While I’ve battled with a variety of four-legged marauders over the years, including voles, moles, pocket gophers, beavers and rabbits, I’ve always counted myself lucky that we did not have deer nearby. Until now.
We live near drainage ponds near a natural area that leads (eventually) to the Carleton College Arboretum. In the 11 years we have been here, we’ve never seen deer except at a long distance. Earlier this spring, I spotted an injured deer on the walking path near our house. The poor thing had a bad leg, and it was clear it had wandered out of its normal range to die.
The other night, my husband and I were taking the dog out for her last walk of the evening.
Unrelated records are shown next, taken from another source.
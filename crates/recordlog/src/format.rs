//! Block log layout
//!
//! ```text
//! file   := header block*
//! header := ":W&B" magic:u16le version:u8
//! block  := fragment* padding       (32 KiB, fragments never straddle blocks)
//! fragment := crc:u32le len:u16le type:u8 payload[len]
//! ```
//!
//! Block boundaries are absolute file offsets, so the first block is shared
//! with the file header.

use byteorder::{ByteOrder, LittleEndian};

use crate::error::{LogError, LogResult};

/// File ident
pub const FILE_IDENT: &[u8; 4] = b":W&B";

/// File magic, stored little-endian after the ident
pub const FILE_MAGIC: u16 = 0xBEE1;

/// Only supported file version
pub const FILE_VERSION: u8 = 0;

/// Size of the file header
pub const FILE_HEADER_LEN: usize = 7;

/// Size of one block
pub const BLOCK_LEN: usize = 32 * 1024;

/// Size of one fragment header
pub const FRAGMENT_HEADER_LEN: usize = 7;

/// Fragment kind
#[derive(Debug, Clone, Copy, PartialEq, Eq)]
pub enum FragmentType {
    /// Preallocated zero bytes
    Zero,
    /// Whole chunk in one fragment
    Full,
    /// Opens a multi-fragment chunk
    First,
    /// Continues a multi-fragment chunk
    Middle,
    /// Closes a multi-fragment chunk
    Last,
}

impl FragmentType {
    /// Decode the type byte
    pub fn from_byte(byte: u8) -> Option<Self> {
        match byte {
            0 => Some(FragmentType::Zero),
            1 => Some(FragmentType::Full),
            2 => Some(FragmentType::First),
            3 => Some(FragmentType::Middle),
            4 => Some(FragmentType::Last),
            _ => None,
        }
    }

    /// Encode as the type byte
    pub fn as_byte(self) -> u8 {
        match self {
            FragmentType::Zero => 0,
            FragmentType::Full => 1,
            FragmentType::First => 2,
            FragmentType::Middle => 3,
            FragmentType::Last => 4,
        }
    }
}

/// Parsed fragment header
#[derive(Debug, Clone, Copy, PartialEq, Eq)]
pub struct FragmentHeader {
    /// Stored checksum
    pub checksum: u32,
    /// Payload length
    pub length: u16,
    /// Raw type byte
    pub kind: u8,
}

impl FragmentHeader {
    /// Parse from exactly [`FRAGMENT_HEADER_LEN`] bytes
    pub fn parse(bytes: &[u8]) -> Self {
        FragmentHeader {
            checksum: LittleEndian::read_u32(&bytes[0..4]),
            length: LittleEndian::read_u16(&bytes[4..6]),
            kind: bytes[6],
        }
    }

    /// Serialize to header bytes
    pub fn to_bytes(&self) -> [u8; FRAGMENT_HEADER_LEN] {
        let mut out = [0u8; FRAGMENT_HEADER_LEN];
        LittleEndian::write_u32(&mut out[0..4], self.checksum);
        LittleEndian::write_u16(&mut out[4..6], self.length);
        out[6] = self.kind;
        out
    }
}

/// Fragment checksum: CRC-32 of the type byte, continued over the payload
pub fn fragment_checksum(kind: u8, payload: &[u8]) -> u32 {
    let mut hasher = crc32fast::Hasher::new_with_initial(crc32fast::hash(&[kind]));
    hasher.update(payload);
    hasher.finalize()
}

/// Validate the file header
pub fn check_file_header(bytes: &[u8]) -> LogResult<()> {
    if bytes.len() < FILE_HEADER_LEN {
        return Err(LogError::BadHeader(format!(
            "file is {} bytes, shorter than the header",
            bytes.len()
        )));
    }
    if &bytes[0..4] != FILE_IDENT {
        return Err(LogError::BadHeader("wrong ident".to_string()));
    }
    let magic = LittleEndian::read_u16(&bytes[4..6]);
    if magic != FILE_MAGIC {
        return Err(LogError::BadHeader(format!("wrong magic {:#06x}", magic)));
    }
    if bytes[6] != FILE_VERSION {
        return Err(LogError::BadHeader(format!(
            "unsupported version {}",
            bytes[6]
        )));
    }
    Ok(())
}

/// Encode the file header
pub fn file_header() -> [u8; FILE_HEADER_LEN] {
    let mut out = [0u8; FILE_HEADER_LEN];
    out[0..4].copy_from_slice(FILE_IDENT);
    LittleEndian::write_u16(&mut out[4..6], FILE_MAGIC);
    out[6] = FILE_VERSION;
    out
}
//! Best-effort load outcomes
//!
//! Every source a run is assembled from (sidecar files, the record log) may
//! be missing or unreadable without that being an error. [`Outcome`] keeps the
//! distinction explicit:
//!
//! | Variant | Meaning |
//! |---------|---------|
//! | `Loaded` | Source read and parsed |
//! | `Absent` | Source does not exist; no data from it |
//! | `Degraded` | Source exists but could not be used; the reason is kept for logging |
//!
//! Neither `Absent` nor `Degraded` is ever surfaced to callers as an error.

/// Outcome of a best-effort load
#[derive(Debug, Clone, PartialEq)]
pub enum Outcome<T> {
    /// Source read successfully
    Loaded(T),
    /// Source does not exist
    Absent,
    /// Source exists but could not be used
    Degraded {
        /// Why the source was unusable
        reason: String,
    },
}

impl<T> Outcome<T> {
    /// Construct a degraded outcome
    pub fn degraded(reason: impl Into<String>) -> Self {
        Outcome::Degraded {
            reason: reason.into(),
        }
    }

    /// Check if the source was loaded
    pub fn is_loaded(&self) -> bool {
        matches!(self, Outcome::Loaded(_))
    }

    /// Check if the source was absent
    pub fn is_absent(&self) -> bool {
        matches!(self, Outcome::Absent)
    }

    /// Check if the source was degraded
    pub fn is_degraded(&self) -> bool {
        matches!(self, Outcome::Degraded { .. })
    }

    /// Borrow the loaded value
    pub fn as_ref(&self) -> Outcome<&T> {
        match self {
            Outcome::Loaded(v) => Outcome::Loaded(v),
            Outcome::Absent => Outcome::Absent,
            Outcome::Degraded { reason } => Outcome::Degraded {
                reason: reason.clone(),
            },
        }
    }

    /// Map the loaded value
    pub fn map<U>(self, f: impl FnOnce(T) -> U) -> Outcome<U> {
        match self {
            Outcome::Loaded(v) => Outcome::Loaded(f(v)),
            Outcome::Absent => Outcome::Absent,
            Outcome::Degraded { reason } => Outcome::Degraded { reason },
        }
    }

    /// Chain another best-effort step on the loaded value
    pub fn and_then<U>(self, f: impl FnOnce(T) -> Outcome<U>) -> Outcome<U> {
        match self {
            Outcome::Loaded(v) => f(v),
            Outcome::Absent => Outcome::Absent,
            Outcome::Degraded { reason } => Outcome::Degraded { reason },
        }
    }

    /// Collapse to `Option`, dropping the absent/degraded distinction
    pub fn loaded(self) -> Option<T> {
        match self {
            Outcome::Loaded(v) => Some(v),
            _ => None,
        }
    }

    /// Reason string for degraded outcomes
    pub fn degraded_reason(&self) -> Option<&str> {
        match self {
            Outcome::Degraded { reason } => Some(reason),
            _ => None,
        }
    }
}

impl<T> From<Option<T>> for Outcome<T> {
    fn from(value: Option<T>) -> Self {
        match value {
            Some(v) => Outcome::Loaded(v),
            None => Outcome::Absent,
        }
    }
}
Suddenly, Lola got was straining at the leash, as a deer rounded the corner near our house and headed off toward the more rural area nearby. The animal was walking on a pretty major thoroughfare through town. Then on Sunday, we saw the one pictured above, meandering around my vegetable area, checking out what I had planted. Shoot.
Deer are notorious for ruining hosta plantings (of which I have a few), but they also eat tulips, pansies, daylilies, dogwood, garden lilies, hydrangea and impatiens among many other things. At least I don’t have impatiens. Battling these critters often involves tall fencing (not practical in my location), repellents, and choosing plants deer don’t like — mostly things with big ol’ thorns. I’m still hoping this is an aberration, but I’ll be watching.
Ilona's Garden says
I have noticed more deer who are becoming bolder in visiting my garden in recent years. I chalked it up to the fact that I no longer have a dog, but now wonder if it isn’t a general trend? I haven’t heard of a larger deer population in my area ( plenty still like to hunt in these parts), but th eevidence points to an increase. I’ve had tulips ravaged – but not much other difference.